» REQUIRED ACTION
Reading the records below, find how many lines include the word "summary" and give that number alone.

(Stored entries)
--- START ---

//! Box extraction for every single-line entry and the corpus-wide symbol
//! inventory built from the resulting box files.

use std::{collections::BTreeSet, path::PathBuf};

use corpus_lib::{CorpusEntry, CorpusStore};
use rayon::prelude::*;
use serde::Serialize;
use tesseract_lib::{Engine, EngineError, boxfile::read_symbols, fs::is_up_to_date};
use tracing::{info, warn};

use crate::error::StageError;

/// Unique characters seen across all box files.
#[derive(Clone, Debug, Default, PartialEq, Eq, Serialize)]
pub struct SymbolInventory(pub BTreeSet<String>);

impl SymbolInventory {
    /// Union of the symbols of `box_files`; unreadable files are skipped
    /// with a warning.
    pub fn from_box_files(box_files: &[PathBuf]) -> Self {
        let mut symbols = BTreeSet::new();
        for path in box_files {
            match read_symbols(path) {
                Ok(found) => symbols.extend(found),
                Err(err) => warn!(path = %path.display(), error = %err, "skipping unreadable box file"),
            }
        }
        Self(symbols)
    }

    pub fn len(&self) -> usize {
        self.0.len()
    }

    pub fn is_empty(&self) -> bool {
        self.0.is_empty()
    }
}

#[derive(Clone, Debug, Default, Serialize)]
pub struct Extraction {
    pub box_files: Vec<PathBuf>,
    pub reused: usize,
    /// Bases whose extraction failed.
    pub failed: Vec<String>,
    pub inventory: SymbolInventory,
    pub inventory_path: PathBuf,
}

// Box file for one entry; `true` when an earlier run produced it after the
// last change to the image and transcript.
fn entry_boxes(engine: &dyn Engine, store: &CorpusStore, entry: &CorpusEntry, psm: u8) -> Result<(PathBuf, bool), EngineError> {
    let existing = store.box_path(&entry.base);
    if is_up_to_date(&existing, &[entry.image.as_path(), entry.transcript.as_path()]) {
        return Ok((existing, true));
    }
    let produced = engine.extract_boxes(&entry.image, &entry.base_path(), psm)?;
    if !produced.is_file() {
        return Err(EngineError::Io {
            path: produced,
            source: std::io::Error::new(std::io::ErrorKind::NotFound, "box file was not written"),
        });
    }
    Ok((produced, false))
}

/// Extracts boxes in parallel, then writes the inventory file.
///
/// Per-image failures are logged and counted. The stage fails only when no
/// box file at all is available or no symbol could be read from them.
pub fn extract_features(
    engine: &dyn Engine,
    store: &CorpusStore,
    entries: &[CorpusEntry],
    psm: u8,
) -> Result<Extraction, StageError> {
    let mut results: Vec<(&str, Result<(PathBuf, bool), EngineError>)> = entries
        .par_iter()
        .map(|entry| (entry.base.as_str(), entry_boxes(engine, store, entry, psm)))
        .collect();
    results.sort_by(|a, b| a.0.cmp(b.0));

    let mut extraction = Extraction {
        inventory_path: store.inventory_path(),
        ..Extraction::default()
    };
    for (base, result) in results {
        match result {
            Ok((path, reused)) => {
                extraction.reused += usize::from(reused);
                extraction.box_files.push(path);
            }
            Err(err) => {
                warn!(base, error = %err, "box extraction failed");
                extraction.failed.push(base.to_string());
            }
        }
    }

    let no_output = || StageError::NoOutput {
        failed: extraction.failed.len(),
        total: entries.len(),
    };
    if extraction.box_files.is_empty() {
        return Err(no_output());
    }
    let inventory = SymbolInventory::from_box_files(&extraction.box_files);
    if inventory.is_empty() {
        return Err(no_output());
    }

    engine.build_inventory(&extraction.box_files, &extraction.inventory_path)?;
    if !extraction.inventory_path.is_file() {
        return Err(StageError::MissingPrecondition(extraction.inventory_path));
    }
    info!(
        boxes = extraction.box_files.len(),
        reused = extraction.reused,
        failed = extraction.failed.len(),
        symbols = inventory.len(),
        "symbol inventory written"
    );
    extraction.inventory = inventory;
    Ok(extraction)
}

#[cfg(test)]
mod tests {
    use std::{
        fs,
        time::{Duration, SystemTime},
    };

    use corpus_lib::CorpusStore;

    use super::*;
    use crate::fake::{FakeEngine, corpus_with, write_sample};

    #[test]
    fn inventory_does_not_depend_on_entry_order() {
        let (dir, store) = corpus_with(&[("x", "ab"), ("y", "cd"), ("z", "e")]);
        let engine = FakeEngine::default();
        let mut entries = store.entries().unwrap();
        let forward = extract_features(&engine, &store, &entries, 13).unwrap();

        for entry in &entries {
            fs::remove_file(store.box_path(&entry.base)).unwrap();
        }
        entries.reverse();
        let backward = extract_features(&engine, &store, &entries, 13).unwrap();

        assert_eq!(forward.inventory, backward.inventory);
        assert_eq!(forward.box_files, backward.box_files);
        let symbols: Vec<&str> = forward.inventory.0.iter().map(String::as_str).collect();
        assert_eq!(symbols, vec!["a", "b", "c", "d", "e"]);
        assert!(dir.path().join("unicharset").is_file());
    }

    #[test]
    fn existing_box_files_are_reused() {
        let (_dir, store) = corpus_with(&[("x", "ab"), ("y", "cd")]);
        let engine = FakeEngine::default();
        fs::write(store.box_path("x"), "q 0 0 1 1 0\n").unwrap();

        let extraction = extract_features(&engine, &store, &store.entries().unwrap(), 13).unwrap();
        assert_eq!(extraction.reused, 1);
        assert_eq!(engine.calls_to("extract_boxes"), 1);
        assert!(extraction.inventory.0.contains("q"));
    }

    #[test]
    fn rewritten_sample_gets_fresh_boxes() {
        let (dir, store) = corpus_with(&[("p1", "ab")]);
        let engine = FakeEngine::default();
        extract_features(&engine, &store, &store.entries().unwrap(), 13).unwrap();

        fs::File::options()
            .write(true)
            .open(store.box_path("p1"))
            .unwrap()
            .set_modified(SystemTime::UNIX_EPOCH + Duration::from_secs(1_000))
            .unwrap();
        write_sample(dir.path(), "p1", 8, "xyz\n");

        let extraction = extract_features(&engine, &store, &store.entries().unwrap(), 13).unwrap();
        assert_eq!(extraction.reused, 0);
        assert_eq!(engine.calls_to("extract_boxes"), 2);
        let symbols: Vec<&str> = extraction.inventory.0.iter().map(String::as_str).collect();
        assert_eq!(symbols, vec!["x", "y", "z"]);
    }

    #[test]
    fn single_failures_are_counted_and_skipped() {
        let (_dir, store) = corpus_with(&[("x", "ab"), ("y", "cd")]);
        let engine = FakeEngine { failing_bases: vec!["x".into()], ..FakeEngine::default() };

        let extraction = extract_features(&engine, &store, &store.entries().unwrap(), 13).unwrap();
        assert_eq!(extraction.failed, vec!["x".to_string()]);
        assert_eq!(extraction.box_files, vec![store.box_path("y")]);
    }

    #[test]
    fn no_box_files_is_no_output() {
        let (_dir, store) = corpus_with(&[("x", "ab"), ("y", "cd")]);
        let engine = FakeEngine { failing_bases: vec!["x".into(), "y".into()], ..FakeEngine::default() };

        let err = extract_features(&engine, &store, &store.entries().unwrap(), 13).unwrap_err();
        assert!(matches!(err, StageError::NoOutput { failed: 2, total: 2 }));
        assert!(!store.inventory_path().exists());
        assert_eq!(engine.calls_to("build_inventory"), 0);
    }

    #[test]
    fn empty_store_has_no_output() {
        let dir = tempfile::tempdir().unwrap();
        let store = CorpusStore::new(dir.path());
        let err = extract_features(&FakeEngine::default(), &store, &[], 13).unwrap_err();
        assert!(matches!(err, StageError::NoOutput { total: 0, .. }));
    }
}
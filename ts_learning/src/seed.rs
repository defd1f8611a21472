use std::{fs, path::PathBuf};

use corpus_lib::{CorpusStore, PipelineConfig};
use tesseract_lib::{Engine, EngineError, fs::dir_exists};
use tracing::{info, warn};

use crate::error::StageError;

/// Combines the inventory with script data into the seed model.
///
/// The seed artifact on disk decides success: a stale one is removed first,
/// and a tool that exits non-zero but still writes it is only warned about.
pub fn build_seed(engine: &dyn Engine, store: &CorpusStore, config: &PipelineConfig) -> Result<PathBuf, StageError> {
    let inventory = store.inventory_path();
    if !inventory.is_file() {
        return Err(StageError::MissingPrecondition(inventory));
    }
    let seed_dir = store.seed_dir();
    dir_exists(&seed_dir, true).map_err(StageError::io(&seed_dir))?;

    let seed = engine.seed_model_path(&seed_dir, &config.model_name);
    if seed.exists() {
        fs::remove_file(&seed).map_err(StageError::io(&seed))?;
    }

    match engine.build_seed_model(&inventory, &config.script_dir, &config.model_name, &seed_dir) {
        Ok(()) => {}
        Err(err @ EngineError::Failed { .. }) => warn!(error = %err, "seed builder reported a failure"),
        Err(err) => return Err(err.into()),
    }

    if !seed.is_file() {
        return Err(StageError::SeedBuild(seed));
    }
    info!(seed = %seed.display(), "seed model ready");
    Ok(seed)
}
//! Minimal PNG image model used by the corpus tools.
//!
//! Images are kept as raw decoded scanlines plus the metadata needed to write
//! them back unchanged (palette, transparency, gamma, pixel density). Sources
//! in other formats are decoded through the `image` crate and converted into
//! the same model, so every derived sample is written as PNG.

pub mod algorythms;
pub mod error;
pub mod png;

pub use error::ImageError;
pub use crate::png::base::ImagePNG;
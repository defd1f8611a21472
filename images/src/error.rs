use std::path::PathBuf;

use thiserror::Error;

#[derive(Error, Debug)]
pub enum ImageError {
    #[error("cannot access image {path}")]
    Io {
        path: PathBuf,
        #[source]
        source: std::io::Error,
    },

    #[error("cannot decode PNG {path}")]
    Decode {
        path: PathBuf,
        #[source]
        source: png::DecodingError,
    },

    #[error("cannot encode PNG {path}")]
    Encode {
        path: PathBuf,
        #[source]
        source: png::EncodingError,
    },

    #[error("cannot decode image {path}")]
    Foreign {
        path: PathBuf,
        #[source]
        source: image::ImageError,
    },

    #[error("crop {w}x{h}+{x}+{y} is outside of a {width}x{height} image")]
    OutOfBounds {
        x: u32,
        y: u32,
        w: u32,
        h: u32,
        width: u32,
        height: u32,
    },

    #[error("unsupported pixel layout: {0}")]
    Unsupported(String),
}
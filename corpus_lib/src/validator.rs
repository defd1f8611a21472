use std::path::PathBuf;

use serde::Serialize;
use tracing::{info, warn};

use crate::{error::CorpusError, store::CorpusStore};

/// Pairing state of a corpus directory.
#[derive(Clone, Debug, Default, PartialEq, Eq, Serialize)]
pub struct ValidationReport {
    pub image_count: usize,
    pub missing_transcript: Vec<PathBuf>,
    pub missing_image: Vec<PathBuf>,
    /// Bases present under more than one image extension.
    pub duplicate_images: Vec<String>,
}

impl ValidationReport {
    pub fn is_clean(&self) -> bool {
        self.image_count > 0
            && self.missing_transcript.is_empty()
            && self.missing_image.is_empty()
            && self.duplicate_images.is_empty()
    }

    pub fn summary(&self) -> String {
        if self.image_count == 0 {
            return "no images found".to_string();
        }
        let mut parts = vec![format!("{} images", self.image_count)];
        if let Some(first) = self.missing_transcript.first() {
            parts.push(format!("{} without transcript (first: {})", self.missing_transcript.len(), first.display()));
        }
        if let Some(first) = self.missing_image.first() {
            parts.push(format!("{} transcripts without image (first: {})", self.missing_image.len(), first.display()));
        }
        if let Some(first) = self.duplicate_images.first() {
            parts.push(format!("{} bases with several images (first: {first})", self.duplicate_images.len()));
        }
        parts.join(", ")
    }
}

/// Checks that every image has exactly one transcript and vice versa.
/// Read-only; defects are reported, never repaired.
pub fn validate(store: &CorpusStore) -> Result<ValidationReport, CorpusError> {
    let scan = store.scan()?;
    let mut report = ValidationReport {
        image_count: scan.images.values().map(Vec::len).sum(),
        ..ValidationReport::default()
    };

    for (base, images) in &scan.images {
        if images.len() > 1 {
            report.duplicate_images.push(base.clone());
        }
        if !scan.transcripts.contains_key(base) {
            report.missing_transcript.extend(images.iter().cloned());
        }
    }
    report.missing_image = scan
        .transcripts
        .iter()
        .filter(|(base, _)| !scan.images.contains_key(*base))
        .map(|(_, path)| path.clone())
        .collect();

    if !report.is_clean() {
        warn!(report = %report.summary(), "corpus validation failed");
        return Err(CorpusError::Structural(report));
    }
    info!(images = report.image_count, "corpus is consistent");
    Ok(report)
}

--- END ---
--- START ---

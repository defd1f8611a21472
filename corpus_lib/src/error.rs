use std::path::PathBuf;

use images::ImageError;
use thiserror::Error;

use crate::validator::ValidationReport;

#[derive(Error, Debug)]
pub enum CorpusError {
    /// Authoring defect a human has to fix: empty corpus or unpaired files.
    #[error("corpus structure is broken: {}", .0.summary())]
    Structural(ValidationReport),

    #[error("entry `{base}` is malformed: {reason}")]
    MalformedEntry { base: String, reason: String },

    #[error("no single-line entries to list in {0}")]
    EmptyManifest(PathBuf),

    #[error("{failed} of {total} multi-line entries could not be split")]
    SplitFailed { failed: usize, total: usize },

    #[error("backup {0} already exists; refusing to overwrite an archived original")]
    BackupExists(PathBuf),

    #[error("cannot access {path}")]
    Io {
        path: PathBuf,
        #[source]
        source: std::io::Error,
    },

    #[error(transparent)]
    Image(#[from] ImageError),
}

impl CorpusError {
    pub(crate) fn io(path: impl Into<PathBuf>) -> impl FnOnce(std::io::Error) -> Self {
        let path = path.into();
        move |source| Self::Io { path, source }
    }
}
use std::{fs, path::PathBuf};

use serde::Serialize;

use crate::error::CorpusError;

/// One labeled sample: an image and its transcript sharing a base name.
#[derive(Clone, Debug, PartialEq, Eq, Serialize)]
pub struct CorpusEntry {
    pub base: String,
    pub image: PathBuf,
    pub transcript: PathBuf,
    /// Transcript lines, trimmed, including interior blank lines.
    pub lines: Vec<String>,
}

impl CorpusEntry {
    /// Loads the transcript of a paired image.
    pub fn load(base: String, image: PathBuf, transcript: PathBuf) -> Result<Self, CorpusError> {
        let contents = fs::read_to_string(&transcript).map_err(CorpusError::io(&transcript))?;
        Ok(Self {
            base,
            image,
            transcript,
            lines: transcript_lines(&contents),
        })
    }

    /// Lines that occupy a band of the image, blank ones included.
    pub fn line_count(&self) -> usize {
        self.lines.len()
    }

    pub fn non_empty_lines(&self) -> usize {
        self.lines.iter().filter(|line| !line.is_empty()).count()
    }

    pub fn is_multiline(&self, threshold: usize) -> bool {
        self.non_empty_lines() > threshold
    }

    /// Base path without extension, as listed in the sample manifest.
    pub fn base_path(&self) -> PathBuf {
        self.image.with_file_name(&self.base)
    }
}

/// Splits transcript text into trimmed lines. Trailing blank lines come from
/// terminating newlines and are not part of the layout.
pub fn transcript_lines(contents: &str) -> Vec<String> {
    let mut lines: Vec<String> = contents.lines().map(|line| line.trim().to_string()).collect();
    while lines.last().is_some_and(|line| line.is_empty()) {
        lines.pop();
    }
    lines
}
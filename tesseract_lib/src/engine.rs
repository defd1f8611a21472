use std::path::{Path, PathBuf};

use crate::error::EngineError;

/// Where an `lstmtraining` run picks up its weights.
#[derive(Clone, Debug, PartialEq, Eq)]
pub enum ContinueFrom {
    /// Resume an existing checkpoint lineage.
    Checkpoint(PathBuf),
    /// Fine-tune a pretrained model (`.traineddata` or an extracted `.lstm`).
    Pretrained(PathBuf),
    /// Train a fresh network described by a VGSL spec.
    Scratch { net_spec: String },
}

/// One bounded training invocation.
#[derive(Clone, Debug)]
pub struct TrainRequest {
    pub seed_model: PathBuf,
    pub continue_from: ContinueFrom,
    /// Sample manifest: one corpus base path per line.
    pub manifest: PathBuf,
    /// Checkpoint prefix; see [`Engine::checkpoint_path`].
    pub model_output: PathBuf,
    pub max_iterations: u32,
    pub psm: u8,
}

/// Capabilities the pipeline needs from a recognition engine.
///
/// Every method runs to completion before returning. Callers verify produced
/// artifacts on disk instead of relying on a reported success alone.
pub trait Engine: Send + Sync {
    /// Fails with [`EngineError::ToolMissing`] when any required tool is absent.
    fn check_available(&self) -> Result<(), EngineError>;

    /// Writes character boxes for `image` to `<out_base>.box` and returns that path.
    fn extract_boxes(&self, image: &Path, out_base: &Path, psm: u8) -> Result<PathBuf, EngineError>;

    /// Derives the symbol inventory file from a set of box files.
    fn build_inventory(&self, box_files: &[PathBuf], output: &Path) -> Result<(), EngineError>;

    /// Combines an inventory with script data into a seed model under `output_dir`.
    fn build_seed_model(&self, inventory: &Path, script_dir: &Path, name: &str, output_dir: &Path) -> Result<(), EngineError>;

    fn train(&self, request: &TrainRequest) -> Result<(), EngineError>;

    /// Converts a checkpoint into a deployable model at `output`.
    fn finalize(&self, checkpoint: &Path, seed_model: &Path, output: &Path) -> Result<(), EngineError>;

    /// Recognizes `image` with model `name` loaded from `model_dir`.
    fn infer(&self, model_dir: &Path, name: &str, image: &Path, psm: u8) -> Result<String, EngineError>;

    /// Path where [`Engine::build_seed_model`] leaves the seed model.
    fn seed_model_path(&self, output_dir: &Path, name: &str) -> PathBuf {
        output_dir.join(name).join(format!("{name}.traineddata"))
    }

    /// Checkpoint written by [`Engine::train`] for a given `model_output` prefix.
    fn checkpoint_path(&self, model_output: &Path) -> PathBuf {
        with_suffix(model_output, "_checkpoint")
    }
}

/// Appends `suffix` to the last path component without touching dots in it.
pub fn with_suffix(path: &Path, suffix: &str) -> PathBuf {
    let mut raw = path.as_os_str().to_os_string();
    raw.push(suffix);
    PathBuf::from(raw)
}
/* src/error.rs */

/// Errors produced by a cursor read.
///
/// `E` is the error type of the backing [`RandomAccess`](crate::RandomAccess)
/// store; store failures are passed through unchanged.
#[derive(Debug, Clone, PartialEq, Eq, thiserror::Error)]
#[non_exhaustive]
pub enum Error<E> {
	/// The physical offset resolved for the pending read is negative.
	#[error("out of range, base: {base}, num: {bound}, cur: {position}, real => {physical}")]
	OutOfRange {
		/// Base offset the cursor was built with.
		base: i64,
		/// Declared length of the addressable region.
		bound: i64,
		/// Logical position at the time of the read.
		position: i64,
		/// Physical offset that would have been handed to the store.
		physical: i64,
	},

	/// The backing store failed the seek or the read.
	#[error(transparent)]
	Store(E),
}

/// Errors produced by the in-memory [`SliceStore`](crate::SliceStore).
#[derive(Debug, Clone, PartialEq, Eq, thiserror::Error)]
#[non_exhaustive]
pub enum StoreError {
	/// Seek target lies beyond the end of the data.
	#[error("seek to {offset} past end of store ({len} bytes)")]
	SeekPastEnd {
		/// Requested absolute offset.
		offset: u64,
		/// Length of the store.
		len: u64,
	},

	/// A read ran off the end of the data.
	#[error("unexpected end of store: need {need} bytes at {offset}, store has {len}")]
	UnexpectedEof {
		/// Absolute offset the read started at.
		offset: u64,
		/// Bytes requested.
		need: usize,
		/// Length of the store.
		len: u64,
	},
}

--- END ---

» EXERCISE RESULT
3